The reason is that San Diego is way to expensive for what you get…. Thats the position behind this part of the thread. I do find it hard to get away from San Diego, but when you look at the price you pay for the laid back, mellowness it makes you wonder…..
I think the problem is that the prices of real estate have gone up disproportion ally to the value of the area. I think that that may be the overwhelming sentiment of the Piggington site in general.
I lived in NYC in my 20’s, in Long Island for my early 30’s and back to the most expensive part of Manhattan for a couple of years in my late 30’s (before moving to San Diego). NYC does have its pros and cons… And it is way more expensive than San Diego… Part of the problem is our setting of definitions, of apples and oranges.
Manhattan and downtown San Diego do not compare… This is part of the comparison problem. Downtown San Diego is almost non-existent. One tiny area of Manhattan has more action, more people, more nightlife, more parks, more interesting attractions, more museums, culture, and personality than the entire downtown experience combined. Manhattan has more cool clubs on one street than exist in all of San Diego.
I live in La Jolla, and the only comparison I can make is one of the Nassau County towns which have money – but the difference is that a lot of people there can hop a train to Manhattan and be there in 30-40 min… (by the way right downtown). In Westchester it’s even better (15min-30min) and really in midtown. Subways, buses, Central Park, etc.
Both places have bad traffic, but San Diego has no other options, NYC does (real mass transit – even the wealthy use the subways (including the mayor – but he drives a convoy to get there!).
As to the rest of San Diego (including the north county) it’s a vast wasteland of brutally overpriced homes, suburban shopping and little else. It’s a nice place to raise kids, but doesn’t seem to have the real sense of community that you get in other places. (Just my opinion – probably because of it’s massive growth and the influx of foreigners!! (I mean me and the other Mid-west, North-East, North-West big city leaving folks!)
I’m not trying to bash San Diego here!!! I’m not! I somewhat like my life-style, but I’m an anomaly. I am just trying to be realistic about it’s economy, it’s job prospects, it’s business costs, it’s quality of life in comparison to it’s real estate prices. I am semi-retired (currently) and am looking at the next big thing business wise, and I’m not sure that its the place to be. I know I absolutely wouldn’t be here if I had to work for a living, getting a mediocre salary and had to accept sub-standard quality housing and traffic at big city prices and expenses.

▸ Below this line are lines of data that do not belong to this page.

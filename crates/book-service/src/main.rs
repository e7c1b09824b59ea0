//! Book service entry point.

use std::sync::Arc;

use book_service::{BookServiceConfig, PostgresBookStore};
use common::HttpAuthenticator;
use common::telemetry::{init_tracing, metrics_handle};
use secrecy::ExposeSecret;
use sqlx::postgres::PgPoolOptions;

#[tokio::main]
async fn main() -> Result<(), Box<dyn std::error::Error>> {
    // 1. Load configuration
    common::config::load_dotenv();
    let config = BookServiceConfig::from_env()?;

    // 2. Initialize tracing and metrics
    init_tracing(&config.server);
    let metrics_handle = metrics_handle();

    // 3. Connect to the database and apply migrations
    let pool = PgPoolOptions::new()
        .connect(config.database_url.expose_secret())
        .await?;
    let store = PostgresBookStore::new(pool);
    store.run_migrations().await?;
    tracing::info!("database migrations applied");

    // 4. Build the application
    let authenticator = Arc::new(HttpAuthenticator::new(
        reqwest::Client::new(),
        config.auth_endpoint.clone(),
    ));
    let app = book_service::create_app(
        book_service::create_state(store),
        authenticator,
        metrics_handle,
    );

    // 5. Start server
    common::server::serve(&config.server, app).await?;
    Ok(())
}
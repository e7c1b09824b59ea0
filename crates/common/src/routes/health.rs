//! Liveness endpoint.

use axum::Json;
use serde::{Deserialize, Serialize};

/// Body of `GET /health`.
#[derive(Debug, Clone, Serialize, Deserialize)]
pub struct HealthStatus {
    pub status: String,
    pub service: String,
    pub version: String,
}

/// GET /health — reports that the named service is up.
pub async fn check(service: &'static str) -> Json<HealthStatus> {
    Json(HealthStatus {
        status: "ok".to_string(),
        service: service.to_string(),
        version: env!("CARGO_PKG_VERSION").to_string(),
    })
}
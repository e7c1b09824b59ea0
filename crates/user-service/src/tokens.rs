//! JWT issuing and decoding.

use chrono::{Duration, Utc};
use jsonwebtoken::errors::ErrorKind;
use jsonwebtoken::{Algorithm, DecodingKey, EncodingKey, Header, Validation};
use secrecy::{ExposeSecret, SecretString};
use serde::{Deserialize, Serialize};
use thiserror::Error;

use crate::models::User;

/// Which of the two token flavours a JWT is.
#[derive(Debug, Clone, Copy, PartialEq, Eq, Serialize, Deserialize)]
#[serde(rename_all = "lowercase")]
pub enum TokenKind {
    Access,
    Refresh,
}

impl std::fmt::Display for TokenKind {
    fn fmt(&self, f: &mut std::fmt::Formatter<'_>) -> std::fmt::Result {
        match self {
            TokenKind::Access => f.write_str("access"),
            TokenKind::Refresh => f.write_str("refresh"),
        }
    }
}

/// Claims carried by every token this service issues.
#[derive(Debug, Clone, PartialEq, Eq, Serialize, Deserialize)]
pub struct Claims {
    /// Email of the user the token was issued to.
    pub sub: String,
    pub user_id: i64,
    pub token_type: TokenKind,
    pub exp: i64,
    pub iat: i64,
}

#[derive(Debug, Error)]
pub enum TokenError {
    #[error("Token has expired")]
    Expired,

    #[error("Invalid token")]
    Invalid,

    #[error("Expected {expected} token, got {actual}")]
    WrongKind {
        expected: TokenKind,
        actual: TokenKind,
    },

    #[error("Token encoding failed: {0}")]
    Encoding(String),
}

/// Access and refresh token pair handed out at login.
#[derive(Debug, Clone)]
pub struct TokenPair {
    pub access_token: String,
    pub refresh_token: String,
}

/// Signs and verifies tokens with a shared HMAC secret.
#[derive(Clone)]
pub struct TokenService {
    secret: SecretString,
    algorithm: Algorithm,
    access_ttl: Duration,
    refresh_ttl: Duration,
}

impl std::fmt::Debug for TokenService {
    fn fmt(&self, f: &mut std::fmt::Formatter<'_>) -> std::fmt::Result {
        f.debug_struct("TokenService")
            .field("algorithm", &self.algorithm)
            .field("access_ttl", &self.access_ttl)
            .field("refresh_ttl", &self.refresh_ttl)
            .finish_non_exhaustive()
    }
}

impl TokenService {
    pub fn new(
        secret: SecretString,
        algorithm: Algorithm,
        access_ttl: Duration,
        refresh_ttl: Duration,
    ) -> Self {
        Self {
            secret,
            algorithm,
            access_ttl,
            refresh_ttl,
        }
    }

    /// Issues a single token of `kind` for `user`.
    pub fn issue(&self, user: &User, kind: TokenKind) -> Result<String, TokenError> {
        let now = Utc::now();
        let ttl = match kind {
            TokenKind::Access => self.access_ttl,
            TokenKind::Refresh => self.refresh_ttl,
        };
        let expires_at = now
            .checked_add_signed(ttl)
            .ok_or_else(|| TokenError::Encoding("token expiry out of range".to_string()))?;
        let claims = Claims {
            sub: user.email.clone(),
            user_id: user.id.as_i64(),
            token_type: kind,
            exp: expires_at.timestamp(),
            iat: now.timestamp(),
        };

        let token = jsonwebtoken::encode(
            &Header::new(self.algorithm),
            &claims,
            &EncodingKey::from_secret(self.secret.expose_secret().as_bytes()),
        )
        .map_err(|e| TokenError::Encoding(e.to_string()))?;

        tracing::debug!(user_id = %user.id, %kind, "token issued");
        Ok(token)
    }

    /// Issues a fresh access/refresh pair.
    pub fn issue_pair(&self, user: &User) -> Result<TokenPair, TokenError> {
        Ok(TokenPair {
            access_token: self.issue(user, TokenKind::Access)?,
            refresh_token: self.issue(user, TokenKind::Refresh)?,
        })
    }

    /// Verifies the signature and expiry and returns the claims.
    pub fn decode(&self, token: &str) -> Result<Claims, TokenError> {
        let mut validation = Validation::new(self.algorithm);
        validation.leeway = 0;

        jsonwebtoken::decode::<Claims>(
            token,
            &DecodingKey::from_secret(self.secret.expose_secret().as_bytes()),
            &validation,
        )
        .map(|data| data.claims)
        .map_err(|e| match e.kind() {
            ErrorKind::ExpiredSignature => TokenError::Expired,
            _ => TokenError::Invalid,
        })
    }

    /// Like [`TokenService::decode`], additionally requiring `kind`.
    pub fn decode_kind(&self, token: &str, kind: TokenKind) -> Result<Claims, TokenError> {
        let claims = self.decode(token)?;
        if claims.token_type != kind {
            return Err(TokenError::WrongKind {
                expected: kind,
                actual: claims.token_type,
            });
        }
        Ok(claims)
    }
}

/// Parses an HMAC algorithm name (`HS256`, `HS384`, `HS512`).
///
/// Only shared-secret algorithms are accepted since the key is a string.
pub fn parse_hmac_algorithm(name: &str) -> Result<Algorithm, String> {
    let algorithm: Algorithm = name
        .trim()
        .parse()
        .map_err(|_| format!("unknown JWT algorithm '{name}'"))?;
    match algorithm {
        Algorithm::HS256 | Algorithm::HS384 | Algorithm::HS512 => Ok(algorithm),
        other => Err(format!("unsupported JWT algorithm {other:?}, expected HS256/384/512")),
    }
}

This brings me to another point… San Diego’s more exclusive areas are funded and built up by the very wealthy, the very elderly wealthy! It’s our growth industry – a soft climate and old folks…. I almost can’t stand La Jolla for the combination of little old rich people and tourists who seem bored out of their minds.
I think that as the air is let out of the bag, this place will suffer far worse than most other parts of the country. I think that it is a microcosm of the US but sort of one on steroids…. I think that because it lacks the underlying fundamentals and it has been built by speculators and bubbles that it will fall further and harder than most other areas. I talked to a couple from Switzerland yesterday – I asked why don’t they buy a condo here? With their economy and purchasing power. They said that they were bored, ran out of things to do, felt like they were in an old folks home, it’s too far away for them to ever use it, and they were on their way to NYC for the next 10 days. I think that the foreign investment was also speculator money – they aren’t coming here in droves and they aren’t here to stay – they bought into the cheap (to them) home/condo prices but see that the prices aren’t holding up.